A l’issue de ce processus, les terres sablonneuses sont séparées des terres plus grumeleuses : les premières seront présentées dans de petites fioles étiquetées, les secondes sous forme de carrés ou de cônes que l’artiste forme au sol, sur des papiers japonais.
En séchant, les terres de Kurita révèlent des couleurs étonnantes, qui constituent comme leur identité enfouie, et témoignent d’une chimie obscure que l’artiste met au jour. Exposant ce qui demeure habituellement caché, faisant œuvre de ce qui est quotidiennement foulé aux pieds, l’artiste travaille avec la matière la plus pauvre, mais aussi la plus commune, selon une visée quasiment alchimique qui est le fruit d’une longue ascèse.

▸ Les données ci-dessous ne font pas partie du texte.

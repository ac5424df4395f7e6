//! Node registry and edge routing
//!
//! A graph is assembled once with [`GraphBuilder`] and frozen into a
//! [`CompiledGraph`], which is shared read-only (usually behind an `Arc`) by
//! every execution. Nodes come in three kinds:
//!
//! - **pass-through** nodes execute and immediately route onward
//! - **interrupt** nodes halt the engine until an external update arrives
//! - **terminal** nodes end the thread and have no outgoing edge
//!
//! Each non-terminal node owns exactly one outgoing [`Edge`]. A conditional
//! edge pairs a pure router `Fn(&S) -> &'static str` with a static route map;
//! a key missing from the map is reported as
//! [`WorkflowError::InvalidTransition`].
//!
//! ```text
//!   generate ──► await-approval ──approved──► post ──► done
//!                  │   ▲     └──rejected──► generate
//!                  └───┘ pending
//! ```

use crate::error::{Result, WorkflowError};
use crate::node::Node;
use crate::state::GraphState;
use std::collections::{BTreeSet, HashMap, VecDeque};
use std::fmt;
use std::sync::Arc;

/// Identifier of a registered node
pub type NodeId = String;

/// Pure routing function over a snapshot
pub type Router<S> = Arc<dyn Fn(&S) -> &'static str + Send + Sync>;

/// Outgoing edge of a node
pub enum Edge<S> {
    /// Always proceed to the target
    Direct(NodeId),

    /// Route by the key the router returns
    Conditional {
        router: Router<S>,
        routes: HashMap<String, NodeId>,
    },
}

impl<S> Clone for Edge<S> {
    fn clone(&self) -> Self {
        match self {
            Self::Direct(to) => Self::Direct(to.clone()),
            Self::Conditional { router, routes } => Self::Conditional {
                router: Arc::clone(router),
                routes: routes.clone(),
            },
        }
    }
}

impl<S> fmt::Debug for Edge<S> {
    fn fmt(&self, f: &mut fmt::Formatter<'_>) -> fmt::Result {
        match self {
            Self::Direct(to) => f.debug_tuple("Direct").field(to).finish(),
            Self::Conditional { routes, .. } => f
                .debug_struct("Conditional")
                .field("routes", routes)
                .finish_non_exhaustive(),
        }
    }
}

impl<S> Edge<S> {
    fn targets(&self) -> Vec<&str> {
        match self {
            Self::Direct(to) => vec![to.as_str()],
            Self::Conditional { routes, .. } => routes.values().map(String::as_str).collect(),
        }
    }
}

enum Registered<S> {
    Executable(Arc<dyn Node<S>>),
    Terminal,
}

impl<S> Clone for Registered<S> {
    fn clone(&self) -> Self {
        match self {
            Self::Executable(node) => Self::Executable(Arc::clone(node)),
            Self::Terminal => Self::Terminal,
        }
    }
}

/// Mutable graph under construction
pub struct GraphBuilder<S> {
    nodes: HashMap<NodeId, Registered<S>>,
    edges: HashMap<NodeId, Edge<S>>,
    entry: Option<NodeId>,
    error_node: Option<NodeId>,
    abandoned_node: Option<NodeId>,
    problems: Vec<String>,
}

impl<S: GraphState> GraphBuilder<S> {
    pub fn new() -> Self {
        Self {
            nodes: HashMap::new(),
            edges: HashMap::new(),
            entry: None,
            error_node: None,
            abandoned_node: None,
            problems: Vec::new(),
        }
    }

    /// Register an executable node
    pub fn add_node(mut self, id: impl Into<String>, node: impl Node<S> + 'static) -> Self {
        let id = id.into();
        if self.nodes.contains_key(&id) {
            self.problems.push(format!("Node {} registered twice", id));
        }
        self.nodes.insert(id, Registered::Executable(Arc::new(node)));
        self
    }

    /// Register a terminal node
    pub fn add_terminal(mut self, id: impl Into<String>) -> Self {
        let id = id.into();
        if self.nodes.contains_key(&id) {
            self.problems.push(format!("Node {} registered twice", id));
        }
        self.nodes.insert(id, Registered::Terminal);
        self
    }

    pub fn add_edge(self, from: impl Into<String>, to: impl Into<String>) -> Self {
        self.insert_edge(from.into(), Edge::Direct(to.into()))
    }

    /// Add a routed edge. `routes` maps router keys to target nodes.
    pub fn add_conditional_edge<F, I, K, V>(self, from: impl Into<String>, router: F, routes: I) -> Self
    where
        F: Fn(&S) -> &'static str + Send + Sync + 'static,
        I: IntoIterator<Item = (K, V)>,
        K: Into<String>,
        V: Into<String>,
    {
        let routes = routes
            .into_iter()
            .map(|(k, v)| (k.into(), v.into()))
            .collect();
        self.insert_edge(
            from.into(),
            Edge::Conditional {
                router: Arc::new(router),
                routes,
            },
        )
    }

    fn insert_edge(mut self, from: NodeId, edge: Edge<S>) -> Self {
        if self.edges.contains_key(&from) {
            self.problems.push(format!("Node {} has more than one outgoing edge", from));
        }
        self.edges.insert(from, edge);
        self
    }

    pub fn set_entry(mut self, id: impl Into<String>) -> Self {
        self.entry = Some(id.into());
        self
    }

    /// Terminal node that failed threads are parked at
    pub fn set_error_node(mut self, id: impl Into<String>) -> Self {
        self.error_node = Some(id.into());
        self
    }

    /// Terminal node written by out-of-band abandonment
    pub fn set_abandoned_node(mut self, id: impl Into<String>) -> Self {
        self.abandoned_node = Some(id.into());
        self
    }

    /// Validate the topology and freeze it
    pub fn compile(self) -> Result<CompiledGraph<S>> {
        if let Some(problem) = self.problems.first() {
            return Err(WorkflowError::Graph(problem.clone()));
        }

        let entry = self
            .entry
            .ok_or_else(|| WorkflowError::Graph("Entry point not set".to_string()))?;
        match self.nodes.get(&entry) {
            Some(Registered::Executable(_)) => {}
            Some(Registered::Terminal) => {
                return Err(WorkflowError::Graph(format!("Entry point {} is terminal", entry)))
            }
            None => return Err(WorkflowError::Graph(format!("Entry point {} does not exist", entry))),
        }

        let error_node = self
            .error_node
            .ok_or_else(|| WorkflowError::Graph("Error node not set".to_string()))?;
        for special in std::iter::once(&error_node).chain(self.abandoned_node.iter()) {
            if !matches!(self.nodes.get(special), Some(Registered::Terminal)) {
                return Err(WorkflowError::Graph(format!(
                    "{} must be a registered terminal node",
                    special
                )));
            }
        }

        for (from, edge) in &self.edges {
            match self.nodes.get(from) {
                None => return Err(WorkflowError::Graph(format!("Edge source {} does not exist", from))),
                Some(Registered::Terminal) => {
                    return Err(WorkflowError::Graph(format!(
                        "Terminal node {} cannot have outgoing edges",
                        from
                    )))
                }
                Some(Registered::Executable(_)) => {}
            }
            if let Edge::Conditional { routes, .. } = edge {
                if routes.is_empty() {
                    return Err(WorkflowError::Graph(format!("Node {} has an empty route map", from)));
                }
            }
            for to in edge.targets() {
                if !self.nodes.contains_key(to) {
                    return Err(WorkflowError::Graph(format!(
                        "Edge target {} from {} does not exist",
                        to, from
                    )));
                }
            }
        }

        for (id, node) in &self.nodes {
            if matches!(node, Registered::Executable(_)) && !self.edges.contains_key(id) {
                return Err(WorkflowError::Graph(format!("Node {} has no outgoing edge", id)));
            }
        }

        // terminals may be unreachable; error and abandoned are written out of band
        let reached = reachable(&self.edges, &entry);
        for (id, node) in &self.nodes {
            if matches!(node, Registered::Executable(_)) && *id != entry && !reached.contains(id.as_str()) {
                return Err(WorkflowError::Graph(format!(
                    "Node {} is unreachable from entry point {}",
                    id, entry
                )));
            }
        }

        Ok(CompiledGraph {
            nodes: self.nodes,
            edges: self.edges,
            entry,
            error_node,
            abandoned_node: self.abandoned_node,
        })
    }
}

impl<S: GraphState> Default for GraphBuilder<S> {
    fn default() -> Self {
        Self::new()
    }
}

/// Result of routing out of a node
#[derive(Debug, Clone, PartialEq, Eq)]
pub struct Transition {
    /// Router key, or `None` for a direct edge
    pub route_key: Option<&'static str>,
    pub target: NodeId,
}

/// Read-only, validated graph
pub struct CompiledGraph<S> {
    nodes: HashMap<NodeId, Registered<S>>,
    edges: HashMap<NodeId, Edge<S>>,
    entry: NodeId,
    error_node: NodeId,
    abandoned_node: Option<NodeId>,
}

impl<S: GraphState> CompiledGraph<S> {
    pub fn entry(&self) -> &str {
        &self.entry
    }

    pub fn error_node(&self) -> &str {
        &self.error_node
    }

    pub fn abandoned_node(&self) -> Option<&str> {
        self.abandoned_node.as_deref()
    }

    pub fn contains(&self, id: &str) -> bool {
        self.nodes.contains_key(id)
    }

    /// Sorted node identifiers
    pub fn node_ids(&self) -> Vec<&str> {
        let mut ids: Vec<&str> = self.nodes.keys().map(String::as_str).collect();
        ids.sort_unstable();
        ids
    }

    pub fn node(&self, id: &str) -> Option<Arc<dyn Node<S>>> {
        match self.nodes.get(id) {
            Some(Registered::Executable(node)) => Some(Arc::clone(node)),
            _ => None,
        }
    }

    pub fn is_terminal(&self, id: &str) -> bool {
        matches!(self.nodes.get(id), Some(Registered::Terminal))
    }

    pub fn is_interrupt(&self, id: &str) -> bool {
        matches!(self.nodes.get(id), Some(Registered::Executable(node)) if node.is_interrupt())
    }

    pub fn is_abandoned(&self, id: &str) -> bool {
        self.abandoned_node.as_deref() == Some(id)
    }

    pub fn edge(&self, from: &str) -> Option<&Edge<S>> {
        self.edges.get(from)
    }

    /// Keys of the route map leaving `from`, sorted. Empty for direct edges.
    pub fn route_keys(&self, from: &str) -> Vec<&str> {
        match self.edges.get(from) {
            Some(Edge::Conditional { routes, .. }) => {
                let mut keys: Vec<&str> = routes.keys().map(String::as_str).collect();
                keys.sort_unstable();
                keys
            }
            _ => Vec::new(),
        }
    }

    /// Resolve the successor of `from` for `state`
    pub fn next(&self, from: &str, state: &S) -> Result<Transition> {
        match self.edges.get(from) {
            Some(Edge::Direct(to)) => Ok(Transition {
                route_key: None,
                target: to.clone(),
            }),
            Some(Edge::Conditional { router, routes }) => {
                let key = router(state);
                match routes.get(key) {
                    Some(to) => Ok(Transition {
                        route_key: Some(key),
                        target: to.clone(),
                    }),
                    None => Err(WorkflowError::InvalidTransition {
                        node: from.to_string(),
                        route_key: key.to_string(),
                        allowed: self.route_keys(from).into_iter().map(String::from).collect(),
                    }),
                }
            }
            None if self.contains(from) => Err(WorkflowError::Graph(format!(
                "Node {} has no outgoing edge",
                from
            ))),
            None => Err(WorkflowError::UnknownNode(from.to_string())),
        }
    }

    /// Every node reachable from `from` by following edges. `from` itself is
    /// included only when it lies on a cycle.
    pub fn reachable_from<'a>(&'a self, from: &'a str) -> BTreeSet<&'a str> {
        reachable(&self.edges, from)
    }
}

fn reachable<'a, S>(edges: &'a HashMap<NodeId, Edge<S>>, from: &'a str) -> BTreeSet<&'a str> {
    let mut reached = BTreeSet::new();
    let mut queue: VecDeque<&str> = VecDeque::from([from]);

    while let Some(id) = queue.pop_front() {
        if let Some(edge) = edges.get(id) {
            for to in edge.targets() {
                if reached.insert(to) {
                    queue.push_back(to);
                }
            }
        }
    }
    reached
}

Chaque exposition est ainsi le fruit de centaines d’heures de travail méticuleux, de gestes répétés, de volonté opiniâtre et rigoureuse de présentation de notre terre commune et diverse.
Kôichi Kurita convoque toutes les acceptions de la terre dans son travail, et semble énoncer à travers elle le paradoxe si beau du terme « identité » en français, souligné par le philosophe Paul Ricoeur : ce qui est à la fois le propre et le semblable.
Comme tout homme, la terre est même et différente. Ce message à visée universelle, et humaniste, est au cœur de son travail : toutes les terres exposées sont une expression une et multiple du sol qui nous supporte.
À la croisée de l’art pauvre, de l’abstraction géométrique et d’une tension spirituelle, l’art de Kurita agit comme un véritable révélateur de notre bien commun.
Vous pouvez lire le texte que Kôichi Kurita a écrit en pièce jointe (Traduction : Akara Yagi)
A Chambord, l’artiste présente dans la chapelle une installation de 1000 terres prélevées ces dernières années, particulièrement lors de ses deux résidences de 3 mois à Chambord en 2015 et 2016, formant sur le sol un rectangle de 12 mètres de long sur cinq mètres de large.
Ces terres de Loire ont été prélevées par l’artiste au fil des villages qui longent le cours du fleuve de sa source à son estuaire. C’est donc à une traversée onirique et chtonienne du plus grand fleuve français qu’invite Kurita, dans la diversité des couleurs qui proposera comme un immense tableau du territoire.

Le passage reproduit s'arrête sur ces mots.